Exercise description
Return each line of the records below that contains the word "format".
- - -
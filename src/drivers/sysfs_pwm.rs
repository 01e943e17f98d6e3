//! Linux kernel hardware PWM through sysfs.
//!
//! Layout of the PWM class (`Documentation/ABI/testing/sysfs-class-pwm`):
//!
//! ```text
//! /sys/class/pwm/pwmchipN/export        write M to create pwmM/
//! /sys/class/pwm/pwmchipN/unexport
//! /sys/class/pwm/pwmchipN/pwmM/period      nanoseconds
//! /sys/class/pwm/pwmchipN/pwmM/duty_cycle  nanoseconds, <= period
//! /sys/class/pwm/pwmchipN/pwmM/enable      0 | 1
//! ```
//!
//! On the Pi 5 the header pins need `dtoverlay=pwm-2chan` in
//! `config.txt` before the channels exist.

use std::fs;
use std::io;
use std::path::{Path, PathBuf};
use std::thread;
use std::time::{Duration, Instant};

use log::{debug, warn};

use crate::app::ports::{PwmBackend, PwmChannel};
use crate::error::DriverError;

const EXPORT_POLL: Duration = Duration::from_millis(10);

/// Opens channels under a sysfs PWM root (normally `/sys/class/pwm`).
pub struct SysfsBackend {
    root: PathBuf,
    export_timeout: Duration,
}

impl SysfsBackend {
    pub fn new(root: impl Into<PathBuf>) -> Self {
        Self {
            root: root.into(),
            export_timeout: Duration::from_millis(500),
        }
    }

    /// How long to wait for udev to create `pwmM/` after an export.
    pub fn with_export_timeout(mut self, timeout: Duration) -> Self {
        self.export_timeout = timeout;
        self
    }
}

impl PwmBackend for SysfsBackend {
    fn open(
        &mut self,
        controller: u32,
        channel: u32,
        freq_hz: f64,
        initial_duty_percent: f64,
    ) -> Result<Box<dyn PwmChannel>, DriverError> {
        let ch = SysfsPwmChannel::open(
            &self.root,
            controller,
            channel,
            freq_hz,
            initial_duty_percent,
            self.export_timeout,
        )?;
        Ok(Box::new(ch))
    }
}

/// One exported `pwmchipN/pwmM`.
#[derive(Debug)]
pub struct SysfsPwmChannel {
    chip_dir: PathBuf,
    dir: PathBuf,
    controller: u32,
    channel: u32,
    period_ns: u64,
    exported_here: bool,
    released: bool,
}

impl SysfsPwmChannel {
    /// Export (if needed), program the period and initial duty, and enable.
    pub fn open(
        root: &Path,
        controller: u32,
        channel: u32,
        freq_hz: f64,
        initial_duty_percent: f64,
        export_timeout: Duration,
    ) -> Result<Self, DriverError> {
        let chip_dir = root.join(format!("pwmchip{controller}"));
        if !chip_dir.is_dir() {
            return Err(DriverError::ControllerNotFound { controller });
        }
        let dir = chip_dir.join(format!("pwm{channel}"));
        let configure_err = |e: io::Error| DriverError::Configure {
            controller,
            channel,
            kind: e.kind(),
        };
        if !freq_hz.is_finite() || freq_hz <= 0.0 {
            return Err(configure_err(io::Error::from(io::ErrorKind::InvalidInput)));
        }

        let mut exported_here = false;
        if !dir.is_dir() {
            fs::write(chip_dir.join("export"), channel.to_string()).map_err(|e| {
                DriverError::Export {
                    controller,
                    channel,
                    kind: e.kind(),
                }
            })?;
            exported_here = true;
            wait_for_dir(&dir, export_timeout).map_err(|e| DriverError::Export {
                controller,
                channel,
                kind: e.kind(),
            })?;
        }

        let period_ns = (1e9 / freq_hz).round() as u64;
        let mut ch = Self {
            chip_dir,
            dir,
            controller,
            channel,
            period_ns,
            exported_here,
            released: false,
        };

        // A stale duty larger than the new period would make the period
        // write fail with EINVAL.
        let _ = ch.write_attr("duty_cycle", 0);
        let setup = ch
            .write_attr("period", period_ns)
            .and_then(|()| ch.write_attr("duty_cycle", ch.duty_ns(initial_duty_percent)))
            .and_then(|()| ch.write_attr("enable", 1));
        if let Err(e) = setup {
            ch.release();
            return Err(configure_err(e));
        }
        debug!(
            "sysfs: pwmchip{controller}/pwm{channel} period={period_ns}ns duty={initial_duty_percent:.3}%"
        );
        Ok(ch)
    }

    pub fn controller(&self) -> u32 {
        self.controller
    }

    pub fn channel(&self) -> u32 {
        self.channel
    }

    fn duty_ns(&self, duty_percent: f64) -> u64 {
        let fraction = duty_percent.clamp(0.0, 100.0) / 100.0;
        (self.period_ns as f64 * fraction).round() as u64
    }

    fn write_attr(&self, attr: &str, value: u64) -> io::Result<()> {
        fs::write(self.dir.join(attr), value.to_string())
    }
}

fn wait_for_dir(dir: &Path, timeout: Duration) -> io::Result<()> {
    let deadline = Instant::now() + timeout;
    while !dir.is_dir() {
        if Instant::now() >= deadline {
            return Err(io::Error::from(io::ErrorKind::TimedOut));
        }
        thread::sleep(EXPORT_POLL);
    }
    Ok(())
}

impl PwmChannel for SysfsPwmChannel {
    fn write_duty(&mut self, duty_percent: f64) -> Result<(), DriverError> {
        if self.released {
            return Err(DriverError::Released);
        }
        self.write_attr("duty_cycle", self.duty_ns(duty_percent))
            .map_err(|e| DriverError::WriteFailed { kind: e.kind() })
    }

    fn release(&mut self) {
        if self.released {
            return;
        }
        self.released = true;
        if let Err(e) = self.write_attr("enable", 0) {
            warn!(
                "sysfs: disable pwmchip{}/pwm{} failed: {e}",
                self.controller, self.channel
            );
        }
        if self.exported_here {
            if let Err(e) = fs::write(self.chip_dir.join("unexport"), self.channel.to_string()) {
                warn!(
                    "sysfs: unexport pwmchip{}/pwm{} failed: {e}",
                    self.controller, self.channel
                );
            }
        }
    }
}

impl Drop for SysfsPwmChannel {
    fn drop(&mut self) {
        self.release();
    }
}

// ── embedded-hal ──────────────────────────────────────────────

impl embedded_hal::pwm::ErrorType for SysfsPwmChannel {
    type Error = DriverError;
}

/// Full u16 resolution spread over the period (~305 ns per count at 50 Hz).
impl embedded_hal::pwm::SetDutyCycle for SysfsPwmChannel {
    fn max_duty_cycle(&self) -> u16 {
        u16::MAX
    }

    fn set_duty_cycle(&mut self, duty: u16) -> Result<(), Self::Error> {
        let percent = f64::from(duty) / f64::from(u16::MAX) * 100.0;
        self.write_duty(percent)
    }
}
- - -
Solution below
        let chip_dir = root.join(format!("pwmchip{controller}"));
        let dir = chip_dir.join(format!("pwm{channel}"));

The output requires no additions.